Exercise - On how many lines of the records below does the string "signing" appear? Reply with only the number.

Provided entries -
────────────────────────────────────────

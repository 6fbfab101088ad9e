// Core value types shared by the mask builder, compositor and pipeline.

use image::Rgb;
use imageproc::point::Point;
use serde::{Deserialize, Serialize};

/// Overlay tint, stored as RGB to match `image::RgbImage` frames.
#[derive(Debug, Clone, Copy, PartialEq, Eq, Serialize, Deserialize)]
pub struct Color {
    pub r: u8,
    pub g: u8,
    pub b: u8,
}

impl Color {
    pub const fn rgb(r: u8, g: u8, b: u8) -> Self {
        Self { r, g, b }
    }

    /// Build from an OpenCV-style BGR triple, e.g. `(0, 0, 255)` is red.
    pub const fn from_bgr(b: u8, g: u8, r: u8) -> Self {
        Self { r, g, b }
    }

    pub fn to_pixel(self) -> Rgb<u8> {
        Rgb([self.r, self.g, self.b])
    }
}

/// One landmark in normalized [0,1] image coordinates, as a detector emits it.
#[derive(Debug, Clone, Copy, PartialEq, Serialize, Deserialize)]
pub struct LandmarkPoint {
    pub x: f32,
    pub y: f32,
}

impl LandmarkPoint {
    pub const fn new(x: f32, y: f32) -> Self {
        Self { x, y }
    }

    /// Scale to pixel coordinates; truncates toward zero like an integer cast.
    pub fn to_pixel(self, width: u32, height: u32) -> Point<i32> {
        Point::new(
            (self.x * width as f32) as i32,
            (self.y * height as f32) as i32,
        )
    }
}

/// Landmarks of one detected face, indexed by the mesh topology numbering.
#[derive(Debug, Clone, PartialEq, Default, Serialize, Deserialize)]
pub struct FaceLandmarks {
    pub points: Vec<LandmarkPoint>,
}

impl FaceLandmarks {
    pub fn new(points: Vec<LandmarkPoint>) -> Self {
        Self { points }
    }

    pub fn len(&self) -> usize {
        self.points.len()
    }

    pub fn is_empty(&self) -> bool {
        self.points.is_empty()
    }

    /// Pixel coordinates for `indices`, in the order given.
    /// Indices this face does not have are skipped.
    pub fn pixel_points(&self, indices: &[usize], width: u32, height: u32) -> Vec<Point<i32>> {
        indices
            .iter()
            .filter_map(|&i| self.points.get(i))
            .map(|p| p.to_pixel(width, height))
            .collect()
    }
}

/// Per-pixel blend weight in [0,1]; 1 = take the recolored pixel, 0 = keep the original.
#[derive(Debug, Clone, PartialEq)]
pub struct GradientMask {
    pub width: u32,
    pub height: u32,
    pub alpha: Vec<f32>, // length = width * height, clamped to [0.0, 1.0]
}

impl GradientMask {
    #[inline]
    pub fn weight(&self, x: u32, y: u32) -> f32 {
        self.alpha[(y * self.width + x) as usize]
    }
}
//! Cryptographic operations for Ethereum keys, addresses and signatures.
//!
//! This module provides:
//! - Secure random key generation using secp256k1
//! - Ethereum address derivation using Keccak-256
//! - Recoverable ECDSA signing and address recovery

mod address;
mod keypair;
mod signature;

use tiny_keccak::{Hasher, Keccak};

pub use address::Address;
pub use keypair::Keypair;
pub use signature::{
    recover_public_key, sign, verify, verify_address, Signature, SIGNATURE_LENGTH,
};

/// Keccak-256 of arbitrary bytes (output 32 bytes).
pub fn keccak256(input: &[u8]) -> [u8; 32] {
    let mut hasher = Keccak::v256();
    hasher.update(input);
    let mut out = [0u8; 32];
    hasher.finalize(&mut out);
    out
}
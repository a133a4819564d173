//! Error types shared by the keystore, signer and storage layers.

use std::path::PathBuf;

/// Errors produced by key generation, key-file handling and signing.
///
/// Cryptographic failures and I/O failures are kept in separate variants so
/// callers can retry a read without ever silently retrying a password.
#[derive(Debug, thiserror::Error)]
pub enum Error {
    /// The operating system random source could not be read.
    #[error("entropy source unavailable: {0}")]
    Entropy(String),

    /// The password and its confirmation differ.
    #[error("passwords do not match")]
    PasswordMismatch,

    /// A password source produced an empty password.
    #[error("password is empty")]
    EmptyPassword,

    /// MAC verification failed: wrong password or tampered key file.
    #[error("could not decrypt key with given password")]
    Authentication,

    /// The key file is structurally invalid or uses unsupported parameters.
    #[error("malformed key file: {0}")]
    MalformedKeyFile(String),

    /// A signature could not be decoded or recovered.
    #[error("invalid signature: {0}")]
    InvalidSignature(String),

    /// The bytes are not a valid secp256k1 secret scalar.
    #[error("invalid secret key")]
    InvalidSecretKey,

    #[error("invalid address: {0}")]
    InvalidAddress(String),

    /// No key file was found in the key directory.
    #[error("no key file found in {0}")]
    NoKeyFile(PathBuf),

    #[error("key file already exists: {0}")]
    AlreadyExists(PathBuf),

    #[error("invalid registry: {0}")]
    Registry(String),

    #[error("I/O error: {0}")]
    Io(#[from] std::io::Error),
}

impl Error {
    /// Returns true if prompting for the password again may succeed.
    pub fn is_retryable_password(&self) -> bool {
        matches!(self, Error::PasswordMismatch | Error::Authentication)
    }

    pub(crate) fn malformed(msg: impl Into<String>) -> Self {
        Error::MalformedKeyFile(msg.into())
    }
}

/// Result alias for keystore operations.
pub type Result<T> = std::result::Result<T, Error>;
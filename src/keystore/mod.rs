//! Password-protected key files.
//!
//! The format is version 3 of the Web3 Secret Storage definition:
//!
//! - scrypt (or, when reading, PBKDF2-HMAC-SHA256) password derivation
//! - AES-128-CTR encryption with the first half of the derived key
//! - Keccak-256 MAC over the second half of the derived key and the ciphertext
//! - JSON serialization with a cleartext address for lookup
//!
//! # Example
//!
//! ```rust,ignore
//! use evm_keystore::keystore::{EncryptedKeyFile, KeyDir, ScryptParams};
//!
//! let keypair = Keypair::generate()?;
//! let file = EncryptedKeyFile::encrypt(&keypair, "password", ScryptParams::STANDARD)?;
//! let path = KeyDir::default().store(&file)?;
//!
//! let restored = KeyDir::default().load(&path)?.decrypt("password")?;
//! ```

mod cipher;
mod file;
mod kdf;
mod mac;
mod store;

pub use cipher::{CipherParams, AES_128_CTR, IV_LENGTH};
pub use file::{CryptoJson, EncryptedKeyFile, KEY_FILE_VERSION};
pub use kdf::{KdfParams, ScryptParams, DKLEN};
pub use mac::compute_mac;
pub use store::{key_file_name, load_key_file, KeyDir, DEFAULT_KEY_DIR, KEY_FILE_PREFIX};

────────────────────────────────────────

Answer for the task - 2